To Tremlett, Thomas was a likeable poseur, genuine only in his genius. For all his boasts about his sexual prowess, he was hopeless in bed and may have been a virgin at 21 when he met Caitlin. He had a low tolerance of alcohol. He and Caitlin were spongers who exploited friends. ''I suspect,'' said Tremlett first time around, ''Thomas was not half the man he wanted to be.'' Inadequate as a man, the argument goes, Thomas perfected the role of the boozy womaniser as a self-defensive strategy. Nashold read what Tremlett wrote first time around and asked if he could inform him on the Death of Dylan second time around. Hence this book.

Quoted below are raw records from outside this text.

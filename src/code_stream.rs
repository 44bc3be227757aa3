//! Wraps an immutable code blob with a mutable program counter and the
//! precomputed JUMPDEST-analysis bitmap used to validate jump targets.

use crate::types::Code;
use bitvec::vec::BitVec;

/// `PUSH1`'s opcode byte; every `PUSHn` (n = 1..=32) is `PUSH1 + (n - 1)`.
const PUSH1: u8 = 0x60;
const PUSH32: u8 = 0x7f;

#[derive(Debug, Clone)]
pub struct CodeStream {
    pub code: Code,
    pub pc: usize,
    /// `true` at byte `i` iff `i` starts a real instruction, i.e. is not
    /// inside the immediate-data span of a preceding PUSH.
    instruction_starts: BitVec,
}

impl CodeStream {
    pub fn new(code: Code) -> Self {
        let instruction_starts = analyze(&code);
        Self {
            code,
            pc: 0,
            instruction_starts,
        }
    }

    pub fn len(&self) -> usize {
        self.code.len()
    }

    pub fn is_empty(&self) -> bool {
        self.code.is_empty()
    }

    /// The opcode at the current PC, or `STOP` (0x00) if the PC has run
    /// past the end of the code -- bytecode execution halts implicitly by
    /// stream exhaustion rather than by an explicit trailing STOP.
    pub fn current_opcode(&self) -> u8 {
        self.code.get(self.pc).copied().unwrap_or(0x00)
    }

    pub fn peek(&self) -> u8 {
        self.current_opcode()
    }

    /// Reads `n` bytes starting at the current PC, zero-padding past the
    /// end of the code, and advances the PC by `n`.
    pub fn read(&mut self, n: usize) -> Vec<u8> {
        let mut out = vec![0u8; n];
        let start = self.pc;
        let end = (start + n).min(self.code.len());
        if start < end {
            let available = end - start;
            #[allow(clippy::indexing_slicing, reason = "start/end are both clamped to code.len()")]
            out[..available].copy_from_slice(&self.code[start..end]);
        }
        self.pc += n;
        out
    }

    /// A jump target is valid iff it is in bounds, starts a real
    /// instruction (not PUSH-immediate data), and that instruction is
    /// JUMPDEST (0x5b). Jumping into PUSH-data always fails regardless of
    /// the byte value found there.
    pub fn is_valid_jump_destination(&self, pos: usize) -> bool {
        pos < self.code.len()
            && self.instruction_starts.get(pos).map(|b| *b).unwrap_or(false)
            && self.code[pos] == 0x5b
    }
}

fn analyze(code: &[u8]) -> BitVec {
    let mut starts = BitVec::repeat(false, code.len());
    let mut i = 0usize;
    while i < code.len() {
        starts.set(i, true);
        let op = code[i];
        if (PUSH1..=PUSH32).contains(&op) {
            let data_len = (op - PUSH1) as usize + 1;
            i += 1 + data_len;
        } else {
            i += 1;
        }
    }
    starts
}

#[cfg(test)]
mod tests {
    use super::*;

    #[test]
    fn jump_into_push_data_is_invalid() {
        // PUSH1 0x5b, JUMPDEST, STOP -- byte 1 is PUSH data that happens
        // to equal the JUMPDEST opcode; it must not be a valid target.
        let code: Code = vec![0x60, 0x5b, 0x5b, 0x00].into();
        let stream = CodeStream::new(code);
        assert!(!stream.is_valid_jump_destination(1));
        assert!(stream.is_valid_jump_destination(2));
    }

    #[test]
    fn reading_past_the_end_zero_pads() {
        let code: Code = vec![0x60].into();
        let mut stream = CodeStream::new(code);
        stream.pc = 1;
        assert_eq!(stream.read(1), vec![0]);
    }
}
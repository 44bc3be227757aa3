//! KECCAK256 (1 opcode).

use crate::computation::Computation;
use crate::errors::{OpcodeResult, VMError};
use crate::state::State;
use crate::transaction_context::TransactionContext;
use crate::types::{keccak, Word};
use crate::validation::u256_to_usize;

pub fn op_keccak256(frame: &mut Computation, _state: &mut State, _tx_ctx: &TransactionContext) -> Result<OpcodeResult, VMError> {
    let [offset, size] = *frame.stack.pop()?;
    let offset = u256_to_usize(offset).unwrap_or(usize::MAX);
    let size = u256_to_usize(size).unwrap_or(usize::MAX);
    frame.memory.extend(offset, size)?;
    let data = frame.memory.load_range(offset, size)?;
    let hash = keccak(data);
    frame.stack.push(Word::from_big_endian(hash.as_bytes()))?;
    Ok(OpcodeResult::Continue)
}
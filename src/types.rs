//! Core scalar types shared across the interpreter.
//!
//! `Address`, `Word` and `Hash32` are thin aliases over `ethereum-types`
//! rather than bespoke newtypes, matching how the rest of the ecosystem
//! passes these values around.

use ethereum_types::{H160, H256, U256};
use sha3::{Digest, Keccak256};

pub type Address = H160;
pub type Word = U256;
pub type Hash32 = H256;

lazy_static::lazy_static! {
    /// Keccak-256 of the empty byte string, the sentinel `code_hash` for
    /// accounts that hold no code.
    pub static ref EMPTY_HASH: Hash32 = keccak(&[]);
}

/// Keccak-256 digest of `data`.
pub fn keccak(data: &[u8]) -> Hash32 {
    let mut hasher = Keccak256::new();
    hasher.update(data);
    Hash32::from_slice(&hasher.finalize())
}

/// Immutable contract bytecode, addressed by `keccak(code)`.
pub type Code = bytes::Bytes;

/// On-disk account record: nonce, balance, storage root and code hash.
///
/// `storage_root` is carried for interface completeness (see
/// `DESIGN.md` on stub state roots) but is never derived from a real trie.
#[derive(Debug, Clone, Copy, PartialEq, Eq, Default)]
pub struct Account {
    pub nonce: u64,
    pub balance: Word,
    pub storage_root: Hash32,
    pub code_hash: Hash32,
}

impl Account {
    /// A brand-new, never-touched account: zero nonce/balance, empty code.
    pub fn empty() -> Self {
        Self {
            nonce: 0,
            balance: Word::zero(),
            storage_root: Hash32::zero(),
            code_hash: *EMPTY_HASH,
        }
    }

    pub fn is_empty(&self) -> bool {
        self.nonce == 0 && self.balance.is_zero() && self.code_hash == *EMPTY_HASH
    }

    pub fn has_code(&self) -> bool {
        self.code_hash != *EMPTY_HASH
    }
}

/// A single emitted log entry.
///
/// `sequence_number` is assigned once, at emission time, from the
/// transaction-global monotonic counter -- never recomputed afterwards.
#[derive(Debug, Clone, PartialEq, Eq)]
pub struct LogEntry {
    pub sequence_number: u64,
    pub address: Address,
    pub topics: Vec<Word>,
    pub data: bytes::Bytes,
}

/// A byte-string-valued storage value, used for transient storage (EIP-1153)
/// and for `RETURNDATA`/output buffers that should not be reinterpreted as
/// a 256-bit integer.
pub type ByteString = bytes::Bytes;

Like Ferris before him, Nashold and Tremlett dispute the

popular perception of the Death of Dylan from alcoholic excess. Many writers have taken Thomas at his word when he said, after a 90-minute pub session six days before his death: ''I've had 18 straight whiskies, I think that's a record.'' It is this book's belief the poet could not have knocked back so much in such a short space of time without an immediate alcholic seizure.

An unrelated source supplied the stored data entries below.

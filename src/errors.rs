//! Error taxonomy.
//!
//! Mirrors the three-tier split from the design: frame-local VM errors that
//! a `Computation` swallows into its own `_error` slot, validation errors
//! raised at API boundaries that are never caught internally, and database
//! failures that bubble straight to the caller.

use crate::types::Address;
use ethereum_types::U256;
use thiserror::Error;

/// Whether an `ExceptionalHalt` burns the remaining gas in a fully metered
/// implementation and/or erases the frame's return data. Gas accounting
/// itself is nominal (see `DESIGN.md`), but these flags still drive the
/// control-flow decisions the dispatch loop makes on error.
#[derive(Debug, Clone, Copy, PartialEq, Eq)]
pub struct ErrorFlags {
    pub burns_gas: bool,
    pub erases_return_data: bool,
}

impl ErrorFlags {
    pub const NONE: Self = Self {
        burns_gas: false,
        erases_return_data: false,
    };
    pub const BURNS_AND_ERASES: Self = Self {
        burns_gas: true,
        erases_return_data: true,
    };
}

/// Exceptional conditions raised while executing a single frame.
///
/// These never escape `Computation::run`: the dispatch loop catches one,
/// records it into the frame's error slot, and decides revert/commit from
/// `ErrorFlags`, exactly as `Computation.__exit__` does in the reference
/// implementation.
#[derive(Debug, Clone, Error, PartialEq, Eq)]
pub enum ExceptionalHalt {
    #[error("stack underflow: required {required} items, had {available}")]
    InsufficientStack { required: usize, available: usize },

    #[error("stack overflow: pushing would exceed 1024 items")]
    FullStack,

    #[error("out of gas")]
    OutOfGas,

    #[error("invalid instruction 0x{opcode:02x}")]
    InvalidInstruction { opcode: u8 },

    #[error("invalid jump destination {destination}")]
    InvalidJumpDestination { destination: U256 },

    #[error("write protection: state-mutating opcode inside STATICCALL")]
    WriteProtection,

    #[error("contract creation collision at {address}")]
    ContractCreationCollision { address: Address },

    #[error("call depth exceeded 1024")]
    DepthExceeded,

    #[error("memory access out of bounds")]
    OutOfBounds,

    #[error("reverted")]
    Revert,
}

impl ExceptionalHalt {
    pub fn flags(&self) -> ErrorFlags {
        match self {
            ExceptionalHalt::OutOfGas | ExceptionalHalt::InvalidInstruction { .. } => {
                ErrorFlags::BURNS_AND_ERASES
            }
            _ => ErrorFlags::NONE,
        }
    }
}

/// Errors raised by the backing key/value store.
#[derive(Debug, Clone, Error, PartialEq, Eq)]
pub enum DatabaseError {
    #[error("backing store I/O failure: {0}")]
    StoreFailure(String),
    #[error("block hash oracle failure: {0}")]
    OracleFailure(String),
}

/// Programmer errors raised at the boundary of public APIs (invalid
/// addresses, out-of-range integers, malformed byte strings). These are
/// never caught by a `Computation`'s dispatch loop.
#[derive(Debug, Clone, Error, PartialEq, Eq)]
pub enum ValidationError {
    #[error("value {0} does not fit in a uint256")]
    NotUint256(String),
    #[error("address must be exactly 20 bytes, got {0}")]
    InvalidAddressLength(usize),
    #[error("expected a byte string")]
    NotBytes,
    #[error("expected length {expected}, got {actual}")]
    WrongLength { expected: usize, actual: usize },
    #[error("value {value} exceeds bound {bound}")]
    ExceedsBound { value: String, bound: String },
    #[error("nonce {0} does not fit in a uint64")]
    NotUint64(U256),
    #[error("unknown checkpoint {0}")]
    UnknownCheckpoint(u64),
    #[error("cannot commit or discard the root checkpoint; use persist/clear instead")]
    RootCheckpoint,
    #[error("delete of key that was never accessed")]
    DeleteOfUnaccessedKey,
}

/// Internal invariant violations: things that "cannot happen" given the
/// crate's own bookkeeping (arithmetic overflow in index computations,
/// missing child-frame slots). Distinct from `ExceptionalHalt` because
/// these indicate a bug in this crate, not a property of the executed
/// bytecode.
#[derive(Debug, Clone, Error, PartialEq, Eq)]
pub enum InternalError {
    #[error("arithmetic overflow while computing {0}")]
    Overflow(&'static str),
    #[error("missing checkpoint state: {0}")]
    MissingCheckpoint(&'static str),
    #[error("invariant violated: {0}")]
    Invariant(&'static str),
}

/// The top-level error type threaded through opcode handlers and the
/// dispatch loop via `?`.
#[derive(Debug, Clone, Error, PartialEq, Eq)]
pub enum VMError {
    #[error(transparent)]
    ExceptionalHalt(#[from] ExceptionalHalt),
    #[error(transparent)]
    Validation(#[from] ValidationError),
    #[error(transparent)]
    Database(#[from] DatabaseError),
    #[error(transparent)]
    Internal(#[from] InternalError),
}

impl VMError {
    /// `true` for everything except an internal bug -- mirrors the
    /// source's distinction between "the bytecode did something invalid"
    /// and "our own bookkeeping broke".
    pub fn is_exceptional_halt(&self) -> bool {
        matches!(self, VMError::ExceptionalHalt(_))
    }

    pub fn flags(&self) -> ErrorFlags {
        match self {
            VMError::ExceptionalHalt(e) => e.flags(),
            _ => ErrorFlags::NONE,
        }
    }
}

/// The outcome of a single opcode handler invocation, replacing the
/// source's exception-as-control-flow pattern for `Halt`/`REVERT` with an
/// explicit result the dispatch loop switches on.
#[derive(Debug, Clone, PartialEq, Eq)]
pub enum OpcodeResult {
    /// Keep stepping the dispatch loop.
    Continue,
    /// Stop the loop without error (RETURN, STOP, or fall-off-the-end).
    Halt,
    /// Stop the loop with an error recorded in the frame (REVERT or any
    /// `ExceptionalHalt`). Whether the caller still sees this frame's output
    /// (REVERT does, every other error kind doesn't) is decided by the
    /// dispatch loop from `error.flags().erases_return_data`, not here.
    Error { error: VMError },
}

pub type OpcodeHandlerResult = Result<OpcodeResult, VMError>;

/// Guards a state-mutating opcode: fails with `WriteProtection` if the
/// current frame is inside a STATICCALL subtree.
pub fn require_not_static(is_static: bool) -> Result<(), VMError> {
    if is_static {
        Err(ExceptionalHalt::WriteProtection.into())
    } else {
        Ok(())
    }
}
//! Contract bytecode store, keyed by `keccak(code)`. Writing the same
//! bytes twice is idempotent since the key is derived from the value.

use super::Database;
use crate::errors::{DatabaseError, ValidationError};
use crate::journal::{Journal, Overlay};
use crate::types::{Code, Hash32, keccak};

#[derive(Default)]
pub struct CodeDB {
    journal: Journal<Hash32, Code>,
}

impl CodeDB {
    pub fn new() -> Self {
        Self {
            journal: Journal::with_accessed_tracking(),
        }
    }

    pub fn get(&mut self, db: &dyn Database, code_hash: Hash32) -> Result<Code, DatabaseError> {
        match self.journal.get(&code_hash) {
            Overlay::Value(code) => Ok(code),
            Overlay::Deleted => Ok(Code::new()),
            Overlay::Absent => db.get_code(code_hash),
        }
    }

    /// Stores `code` and returns its hash. Idempotent: re-storing the same
    /// bytes is a no-op beyond recomputing the (identical) hash.
    pub fn set(&mut self, code: Code) -> Hash32 {
        let hash = keccak(&code);
        self.journal.set(hash, code);
        hash
    }

    pub fn delete(&mut self, code_hash: Hash32) -> Result<(), ValidationError> {
        self.journal.delete(&code_hash)
    }

    pub fn record_with_id(&mut self, id: u64) -> Result<(), ValidationError> {
        self.journal.record_with_id(id)
    }

    pub fn commit(&mut self, id: u64) -> Result<(), ValidationError> {
        self.journal.commit(id)
    }

    pub fn discard(&mut self, id: u64) -> Result<(), ValidationError> {
        self.journal.discard(id)
    }

    pub fn persist(&mut self, db: &mut dyn Database) {
        let mut pending_sets = Vec::new();
        self.journal.persist(
            |hash, code| pending_sets.push((*hash, code.clone())),
            |_hash| {},
        );
        for (hash, code) in pending_sets {
            let _ = db.set_code(hash, code);
        }
    }
}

Eighteen whiskies in 90 minutes is one every five minutes, not an impossible task for a seasoned cask. However, Thomas was a beer drinker, habitually given to hyperbole, so he probably did not consume as much as he claimed. Again following Ferris's lead, this book suggests Thomas could have survived had not his boozy body been injected with cortisone and half a grain of morphine.

Like other poets who have been turned into liquid legends - Berryman to name but one who was there at the bedside when Dylan died - Dylan was unfairly regarded as a flawed man who put his talent into his work, his genius for self-destruction into life. The boozy bard is a convenient peg on which to hang anecdotes and opinions. Scores of boozers claim to have known Thomas. He is invariably referred to as Dylan, not Thomas, for Dylan was always young and easy to understand whereas Thomas required more effort. Thus a private poet became public-house property. This fascinating book goes beyond the booze to the diabetic disease that may have done in Dylan.